ECHR decides ‘O’Keeffe v. Ireland’

Posted by ab98 at May 16, 2014 12:04 PM |
The Grand Chamber of the European Court of Human Rights recently held in O’Keeffe v. Ireland that Ireland breached the Convention rights of a victim of sexual abuse at school who had unsuccessfully sought to hold the Irish State liable under Irish law. The Grand Chamber found violations of both Article 3 (prohibition of inhuman and degrading treatment) and of Article 13 (right to an effective remedy)

The case concerned the question of the responsibility of the State for the sexual abuse of a primary school pupil, in 1973, by LH, a teacher employed at a church-managed school. In October 2006 the High Court ordered LH to pay Ms O’Keeffe  damages. In March 2004 the High Court summarily dismissed the claims of direct negligence against the State. In January 2006 the High Court further held that the State was not vicariously liable for the sexual assaults by LH and dismissed her claim based on violation of her constitutional rights. In December 2008 the Supreme Court dismissed Ms O’Keeffe’s appeal on the vicarious liability point.

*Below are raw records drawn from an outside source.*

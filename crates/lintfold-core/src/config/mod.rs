//! Configuration resolution for lintfold
//!
//! A project's lint configuration is an ordered sequence of fragments. Each
//! fragment may contribute ignore patterns, language options, plugin
//! registrations, rule settings and shared settings. The resolver folds the
//! sequence left to right into one [`ResolvedConfig`].
//!
//! ## Configuration Files
//!
//! - `lintfold.config.json` - Standard JSON
//! - `lintfold.config.jsonc` - JSON with comments and trailing commas
//! - `lintfold.config.yaml` / `lintfold.config.yml` - YAML
//! - `lintfold.config.toml` - TOML (entries under `[[fragments]]`)
//!
//! When no explicit config path is provided, the loader searches from the
//! current directory upward until a config is found or the filesystem root
//! is reached.
//!
//! ## Example Configuration
//!
//! ```jsonc
//! [
//!   { "ignores": ["dist", "vite.config.js"] },
//!   { "files": ["**/*.{js,jsx}"] },
//!   // Presets are expanded in place
//!   "lintfold:recommended",
//!   {
//!     "languageOptions": {
//!       "ecmaVersion": "latest",
//!       "sourceType": "module",
//!       "parserOptions": { "ecmaFeatures": { "jsx": true } }
//!     },
//!     "linterOptions": { "noInlineConfig": true }
//!   },
//!   {
//!     "plugins": { "react-refresh": "eslint-plugin-react-refresh" },
//!     "rules": {
//!       "curly": ["error", "multi"],
//!       "react-refresh/only-export-components": ["warn", { "allowConstantExport": true }]
//!     }
//!   }
//! ]
//! ```

mod fragment;
mod loader;
mod merge;
mod patterns;
mod resolved;
mod resolver;

pub use fragment::{Fragment, LinterOptions, RuleEntry, RuleSeverity};
pub use loader::{CONFIG_FILE_NAMES, ConfigLoader};
pub use merge::{deep_merge, merge_language_options, merge_settings, union_patterns};
pub use patterns::{PatternSet, compile_pattern, normalize_path};
pub use resolved::ResolvedConfig;
pub use resolver::{ConfigResolver, ResolveResult, resolve};

// Re-export Result type
pub use crate::result::Result;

The Grand Chamber has now held that under Article 3 it is an inherent obligation of a Government to protect young children from ill-treatment at school by adopting special measures and safeguards. A State cannot absolve itself from that obligation by delegating to private bodies or individuals. The crucial question in this case was thus not the responsibility of LH, or the clerical management of the school, of a parent or of any other individual for the sexual abuse. Rather the case concerned the State’s responsibility and whether it should have been aware of a risk of sexual abuse of minors such as the applicant in National Schools at the relevant time and whether it had adequately protected children, through its legal system, from such ill-treatment. The State had failed to fulfil this responsibility.

The Grand Chamber ruled that Article 13 was violated because none of the national remedies (the State’s vicarious liability, a claim against the State in direct negligence or a constitutional tort claim) had been effective as regards Ms O’Keeffe’s complaint about the failure to protect her from abuse.